Supplies and aid have often become snarled up at the Polish border because of a lack of trucks, drivers or diesel. Even once they make it across the border, knowing where the supplies are most needed is a further challenge. While foreign governments and NGOs have excelled at mobilizing aid and getting it to the border, networks of volunteers such as Berezhniy’s have been key to getting them to their final destination. “The biggest problem is not money and not supply,” Berezhniy says. “The biggest problem is logistics first, then supplies then funding, because actually you need specific goods to reach exactly to the people that are in need right now.” Through his organization, R3UA, Berezhniy is often able to match up trucks, drivers, fuel, supplies and destinations across the region much faster and more flexibly than large institutions have been able to.
Creativity and grit are common traits among entrepreneurs, and Oleksiy Kolchanov, like Berezhniy and Shkolnick, is no exception. An attorney by training, Kolchanov had a varied career before the war, serving as corporate secretary to mining and steel concern Metinvest Group, founding a chocolate company and most recently an ed-tech company, StudyDive.com. When he left Metinvest in 2018 to become an entrepreneur, Kolchanov never imagined that the experience would be a great benefit to him in the future. After seeing the Russian invasion of Donetsk eight years ago, Kolchanov imagined that this time would “be the same slow attempts of Russia to invade and do something with Ukraine.” The speed and scale of the current war caught him by surprise. But, like Berezhniy and Shkolnick, his entrepreneurial drive kicked in, and he quickly began working to support the war effort.

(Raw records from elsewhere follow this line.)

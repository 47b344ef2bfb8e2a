//! Environment loading and access
//!
//! An environment is the node and registry configuration of one flotilla
//! project (`environment.yaml` at the project root) plus the applications
//! discovered under `applications/*/application.yaml`.
//!
//! The `Environment` trait is the seam the orchestrators and the validation
//! pass depend on, so they can be tested against an in-memory implementation
//! without any file access.

use std::fs;
use std::path::{Path, PathBuf};

use serde::Deserialize;

use crate::error::{FlotillaError, FlotillaResult};
use crate::models::{Application, Node, RegistryConfig};

/// File name of the environment descriptor
pub const ENVIRONMENT_FILE: &str = "environment.yaml";

/// File name of an application manifest
pub const APPLICATION_FILE: &str = "application.yaml";

/// Directory holding the application definitions
pub const APPLICATIONS_DIR: &str = "applications";

/// Behavior of a flotilla environment
pub trait Environment {
    fn registry(&self) -> &RegistryConfig;
    fn nodes(&self) -> &[Node];
    fn base_dir(&self) -> &Path;

    /// All applications of the project, sorted by name
    fn applications(&self) -> FlotillaResult<Vec<Application>>;

    /// Look up one application by name, with a "did you mean" suggestion
    /// on miss
    fn application(&self, name: &str) -> FlotillaResult<Application> {
        let applications = self.applications()?;
        let mut known = Vec::new();
        for app in applications {
            if app.name == name {
                return Ok(app);
            }
            known.push(app.name);
        }
        Err(FlotillaError::UnknownApplication {
            name: name.to_string(),
            suggestion: suggest_name(name, &known),
        })
    }
}

/// A non-fatal problem in a descriptor file, e.g. an unknown key
#[derive(Debug, Clone, PartialEq)]
pub struct DescriptorWarning {
    pub key: String,
    pub file: PathBuf,
    pub suggestion: Option<String>,
}

/// Environment loaded from a project directory
pub struct LoadedEnvironment {
    base_dir: PathBuf,
    registry: RegistryConfig,
    nodes: Vec<Node>,
}

#[derive(Debug, Deserialize)]
struct EnvironmentFile {
    #[serde(default)]
    registry: RegistryConfig,
    #[serde(default)]
    nodes: Vec<Node>,
}

impl LoadedEnvironment {
    /// Load `environment.yaml` from the project directory
    ///
    /// Unknown keys are collected as warnings rather than rejected, so a
    /// newer descriptor still loads on an older tool.
    pub fn load(base_dir: &Path) -> FlotillaResult<(Self, Vec<DescriptorWarning>)> {
        let file = base_dir.join(ENVIRONMENT_FILE);
        let content = fs::read_to_string(&file).map_err(|e| FlotillaError::InvalidDescriptor {
            file: file.clone(),
            message: e.to_string(),
        })?;

        let (parsed, warnings): (EnvironmentFile, _) =
            deserialize_with_warnings(&content, &file, ENVIRONMENT_KEYS)?;

        Ok((
            Self {
                base_dir: base_dir.to_path_buf(),
                registry: parsed.registry,
                nodes: parsed.nodes,
            },
            warnings,
        ))
    }

    /// All applications plus the descriptor warnings gathered while
    /// loading them
    pub fn applications_with_warnings(
        &self,
    ) -> FlotillaResult<(Vec<Application>, Vec<DescriptorWarning>)> {
        let mut applications = Vec::new();
        let mut warnings = Vec::new();

        let dir = self.base_dir.join(APPLICATIONS_DIR);
        if !dir.exists() {
            return Ok((applications, warnings));
        }

        let mut entries: Vec<PathBuf> = fs::read_dir(&dir)?
            .filter_map(|e| e.ok().map(|e| e.path()))
            .filter(|p| p.is_dir() && p.join(APPLICATION_FILE).exists())
            .collect();
        // Deterministic discovery order regardless of directory iteration.
        entries.sort();

        for app_dir in entries {
            let (app, mut app_warnings) = load_application(&app_dir)?;
            applications.push(app);
            warnings.append(&mut app_warnings);
        }

        Ok((applications, warnings))
    }
}

impl Environment for LoadedEnvironment {
    fn registry(&self) -> &RegistryConfig {
        &self.registry
    }

    fn nodes(&self) -> &[Node] {
        &self.nodes
    }

    fn base_dir(&self) -> &Path {
        &self.base_dir
    }

    fn applications(&self) -> FlotillaResult<Vec<Application>> {
        self.applications_with_warnings().map(|(apps, _)| apps)
    }
}

/// Load one application manifest from its directory
///
/// The application name is the directory basename. A manifest with an
/// empty `deploysTo` list is rejected: an application that deploys nowhere
/// is a misconfiguration, not a valid no-op.
pub fn load_application(app_dir: &Path) -> FlotillaResult<(Application, Vec<DescriptorWarning>)> {
    let file = app_dir.join(APPLICATION_FILE);
    let content = fs::read_to_string(&file).map_err(|e| FlotillaError::InvalidDescriptor {
        file: file.clone(),
        message: e.to_string(),
    })?;

    let (mut app, warnings): (Application, _) =
        deserialize_with_warnings(&content, &file, APPLICATION_KEYS)?;

    app.name = app_dir
        .file_name()
        .map(|n| n.to_string_lossy().into_owned())
        .unwrap_or_default();

    if app.deploys_to.is_empty() {
        return Err(FlotillaError::InvalidDescriptor {
            file,
            message: "'deploysTo' must list at least one selector".to_string(),
        });
    }

    Ok((app, warnings))
}

const ENVIRONMENT_KEYS: &[&str] = &["registry", "host", "user", "password", "nodes", "name", "labels"];

const APPLICATION_KEYS: &[&str] = &[
    "deploysTo", "image", "build", "buildsOn", "args", "dontPush", "run", "ports", "volumes",
];

fn deserialize_with_warnings<'de, T: Deserialize<'de>>(
    content: &'de str,
    file: &Path,
    known_keys: &[&str],
) -> FlotillaResult<(T, Vec<DescriptorWarning>)> {
    let mut unknown: Vec<String> = Vec::new();
    let deserializer = serde_yaml_ng::Deserializer::from_str(content);

    let value: T = serde_ignored::deserialize(deserializer, |path| {
        unknown.push(path.to_string());
    })
    .map_err(|e| FlotillaError::InvalidDescriptor {
        file: file.to_path_buf(),
        message: e.to_string(),
    })?;

    let warnings = unknown
        .into_iter()
        .map(|path_str| {
            let key = path_str
                .split('.')
                .next_back()
                .unwrap_or(path_str.as_str())
                .to_string();
            let suggestion = suggest_from(&key, known_keys);
            DescriptorWarning {
                key,
                file: file.to_path_buf(),
                suggestion,
            }
        })
        .collect();

    Ok((value, warnings))
}

/// Closest known application name, if any is close enough
pub fn suggest_name(unknown: &str, known: &[String]) -> Option<String> {
    let candidates: Vec<&str> = known.iter().map(|s| s.as_str()).collect();
    suggest_from(unknown, &candidates)
}

fn suggest_from(unknown: &str, candidates: &[&str]) -> Option<String> {
    let mut best: Option<(&str, usize)> = None;
    for candidate in candidates {
        let dist = levenshtein(unknown, candidate);
        best = match best {
            None => Some((candidate, dist)),
            Some((_, best_dist)) if dist < best_dist => Some((candidate, dist)),
            Some(current) => Some(current),
        };
    }

    match best {
        Some((candidate, dist)) if dist <= 2 => Some(candidate.to_string()),
        _ => None,
    }
}

fn levenshtein(a: &str, b: &str) -> usize {
    let a: Vec<char> = a.chars().collect();
    let b: Vec<char> = b.chars().collect();

    if a.is_empty() {
        return b.len();
    }
    if b.is_empty() {
        return a.len();
    }

    let mut prev: Vec<usize> = (0..=b.len()).collect();
    let mut curr = vec![0; b.len() + 1];

    for (i, ca) in a.iter().enumerate() {
        curr[0] = i + 1;
        for (j, cb) in b.iter().enumerate() {
            let cost = if ca == cb { 0 } else { 1 };
            curr[j + 1] = (prev[j + 1] + 1).min(curr[j] + 1).min(prev[j] + cost);
        }
        std::mem::swap(&mut prev, &mut curr);
    }

    prev[b.len()]
}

Kolchanov began by setting up Telegram channels for his companies and others that he provided legal advice to in Ukraine, the United States and Europe. “A lot of information was flowing through that,” Kolchanov says. Initially the Telegram channels were used to help connect Ukrainians with transportation and shelter. Soon he began hearing there were key categories of equipment that newly enlisted members of the Ukrainian army desperately needed, particularly body armor. Through the ad hoc Telegram networks, Kolchanov was soon connected with a manufacturer who was retooling his factory to produce body armor but could not access a reliable supply of steel. Kolchanov’s connections at Metinvest helped them obtain the necessary steel. The next step was to source fabric from Ankara, Turkey, to manufacture the vests. “We tried all these horizontal connections with our partners, clients, friends,” to obtain the resources needed to manufacture body armor Kolchanov says, noting that the group quickly coalesced “into a team.”
Technology is a major element in Shapoval, Berezhniy, Kolchanov and Shkolnick’s success so far. Without reliable internet, provided by SpaceX’s Starlink terminals, communications and remote work tools such as Zoom, Slack and Telegram, and the ability to quickly send money abroad, all of their wartime entrepreneurship would have been far slower and perhaps even impossible. Indeed, the strength of a highly capable business community with access to the internet and key communications technologies may have been overlooked by Putin and his generals who expected to swiftly conquer Kyiv with little resistance. As Berezhniy puts it, Ukraine is “a whole nation of brave, entrepreneurial, spirited people who actually fight, which is different from an authoritarian system where you have one guy managing the whole period.” In other words, in Ukraine “you have many, many leaders who are working together and have the same goal.”